> _Task to carry out_
Nothing in the data may be altered as it is transcribed.

--- Exercise data ---

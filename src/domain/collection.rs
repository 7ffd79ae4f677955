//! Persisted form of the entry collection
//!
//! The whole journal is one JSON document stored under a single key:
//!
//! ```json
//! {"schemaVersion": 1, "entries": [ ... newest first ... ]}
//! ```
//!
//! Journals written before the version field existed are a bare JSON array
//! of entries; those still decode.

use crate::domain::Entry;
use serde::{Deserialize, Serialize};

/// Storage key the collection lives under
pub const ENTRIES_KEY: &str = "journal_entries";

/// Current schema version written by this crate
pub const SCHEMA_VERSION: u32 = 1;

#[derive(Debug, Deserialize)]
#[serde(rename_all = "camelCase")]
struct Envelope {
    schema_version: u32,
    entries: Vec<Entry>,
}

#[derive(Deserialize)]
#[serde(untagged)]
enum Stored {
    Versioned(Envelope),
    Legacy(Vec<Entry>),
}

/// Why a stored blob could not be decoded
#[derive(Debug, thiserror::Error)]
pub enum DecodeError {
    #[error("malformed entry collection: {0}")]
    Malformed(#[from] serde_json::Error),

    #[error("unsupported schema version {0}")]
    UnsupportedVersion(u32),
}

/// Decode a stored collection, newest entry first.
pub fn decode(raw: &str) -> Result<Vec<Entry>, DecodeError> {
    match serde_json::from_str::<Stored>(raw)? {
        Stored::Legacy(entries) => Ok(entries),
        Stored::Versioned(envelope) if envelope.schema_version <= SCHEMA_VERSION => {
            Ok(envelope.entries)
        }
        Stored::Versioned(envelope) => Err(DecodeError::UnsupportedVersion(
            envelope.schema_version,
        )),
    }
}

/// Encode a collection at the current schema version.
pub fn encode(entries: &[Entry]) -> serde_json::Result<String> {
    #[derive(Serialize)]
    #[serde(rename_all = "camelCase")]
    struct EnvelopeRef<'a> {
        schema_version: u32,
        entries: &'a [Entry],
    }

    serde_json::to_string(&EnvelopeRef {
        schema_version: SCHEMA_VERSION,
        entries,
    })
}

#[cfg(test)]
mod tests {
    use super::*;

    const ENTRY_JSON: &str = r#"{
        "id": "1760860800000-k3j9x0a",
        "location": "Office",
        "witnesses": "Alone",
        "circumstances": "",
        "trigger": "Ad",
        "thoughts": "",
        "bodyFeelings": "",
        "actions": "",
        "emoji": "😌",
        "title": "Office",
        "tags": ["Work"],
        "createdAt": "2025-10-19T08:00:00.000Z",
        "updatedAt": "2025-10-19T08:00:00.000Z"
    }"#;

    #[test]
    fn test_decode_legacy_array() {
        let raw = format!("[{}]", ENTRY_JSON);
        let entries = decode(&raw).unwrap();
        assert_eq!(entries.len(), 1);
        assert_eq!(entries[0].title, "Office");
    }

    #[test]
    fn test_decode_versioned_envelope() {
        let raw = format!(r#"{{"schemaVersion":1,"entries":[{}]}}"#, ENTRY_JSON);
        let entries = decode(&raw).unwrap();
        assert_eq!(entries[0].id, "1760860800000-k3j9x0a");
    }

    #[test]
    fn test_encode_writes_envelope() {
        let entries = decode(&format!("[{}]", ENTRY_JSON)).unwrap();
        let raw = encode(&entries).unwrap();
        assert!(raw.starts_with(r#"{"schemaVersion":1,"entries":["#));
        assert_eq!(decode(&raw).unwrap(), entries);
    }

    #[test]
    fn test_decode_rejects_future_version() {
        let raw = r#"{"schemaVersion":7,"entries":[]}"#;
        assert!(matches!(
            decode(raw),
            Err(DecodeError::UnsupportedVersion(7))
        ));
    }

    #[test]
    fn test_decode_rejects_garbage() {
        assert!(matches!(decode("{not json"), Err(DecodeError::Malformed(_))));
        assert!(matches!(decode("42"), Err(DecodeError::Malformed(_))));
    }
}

---

> _The completed task_
filename src/domain/collection.rs
repository 7ffd79ae4f677955
//! Persisted form of the entry collection
//!
//! The whole journal is one JSON document stored under a single key:
//!
//! ```json
//! {"schemaVersion": 1, "entries": [ ... newest first ... ]}
//! ```
//!
//! Journals written before the version field existed are a bare JSON array
//! of entries; those still decode.

use crate::domain::Entry;
use serde::{Deserialize, Serialize};

/// Storage key the collection lives under
pub const ENTRIES_KEY: &str = "journal_entries";

/// Current schema version written by this crate
pub const SCHEMA_VERSION: u32 = 1;

#[derive(Debug, Deserialize)]
#[serde(rename_all = "camelCase")]
struct Envelope {
    schema_version: u32,
    entries: Vec<Entry>,
}

#[derive(Deserialize)]
#[serde(untagged)]
enum Stored {
    Versioned(Envelope),
    Legacy(Vec<Entry>),
}

/// Why a stored blob could not be decoded
#[derive(Debug, thiserror::Error)]
pub enum DecodeError {
    #[error("malformed entry collection: {0}")]
    Malformed(#[from] serde_json::Error),

    #[error("unsupported schema version {0}")]
    UnsupportedVersion(u32),
}

/// Decode a stored collection, newest entry first.
pub fn decode(raw: &str) -> Result<Vec<Entry>, DecodeError> {
    match serde_json::from_str::<Stored>(raw)? {
        Stored::Legacy(entries) => Ok(entries),
        Stored::Versioned(envelope) if envelope.schema_version <= SCHEMA_VERSION => {
            Ok(envelope.entries)
        }
        Stored::Versioned(envelope) => Err(DecodeError::UnsupportedVersion(
            envelope.schema_version,
        )),
    }
}

/// Encode a collection at the current schema version.
pub fn encode(entries: &[Entry]) -> serde_json::Result<String> {
    #[derive(Serialize)]
    #[serde(rename_all = "camelCase")]
    struct EnvelopeRef<'a> {
        schema_version: u32,
        entries: &'a [Entry],
    }

    serde_json::to_string(&EnvelopeRef {
        schema_version: SCHEMA_VERSION,
        entries,
    })
}

#[cfg(test)]
mod tests {
    use super::*;

    const ENTRY_JSON: &str = r#"{
        "id": "1760860800000-k3j9x0a",
        "location": "Office",
        "witnesses": "Alone",
        "circumstances": "",
        "trigger": "Ad",
        "thoughts": "",
        "bodyFeelings": "",
        "actions": "",
        "emoji": "😌",
        "title": "Office",
        "tags": ["Work"],
        "createdAt": "2025-10-19T08:00:00.000Z",
        "updatedAt": "2025-10-19T08:00:00.000Z"
    }"#;

    #[test]
    fn test_decode_legacy_array() {
        let raw = format!("[{}]", ENTRY_JSON);
        let entries = decode(&raw).unwrap();
        assert_eq!(entries.len(), 1);
        assert_eq!(entries[0].title, "Office");
    }

    #[test]
    fn test_decode_versioned_envelope() {
        let raw = format!(r#"{{"schemaVersion":1,"entries":[{}]}}"#, ENTRY_JSON);
        let entries = decode(&raw).unwrap();
        assert_eq!(entries[0].id, "1760860800000-k3j9x0a");
    }

    #[test]
    fn test_encode_writes_envelope() {
        let entries = decode(&format!("[{}]", ENTRY_JSON)).unwrap();
        let raw = encode(&entries).unwrap();
        assert!(raw.starts_with(r#"{"schemaVersion":1,"entries":["#));
        assert_eq!(decode(&raw).unwrap(), entries);
    }

    #[test]
    fn test_decode_rejects_future_version() {
        let raw = r#"{"schemaVersion":7,"entries":[]}"#;
        assert!(matches!(
            decode(raw),
            Err(DecodeError::UnsupportedVersion(7))
        ));
    }

    #[test]
    fn test_decode_rejects_garbage() {
        assert!(matches!(decode("{not json"), Err(DecodeError::Malformed(_))));
        assert!(matches!(decode("42"), Err(DecodeError::Malformed(_))));
    }
}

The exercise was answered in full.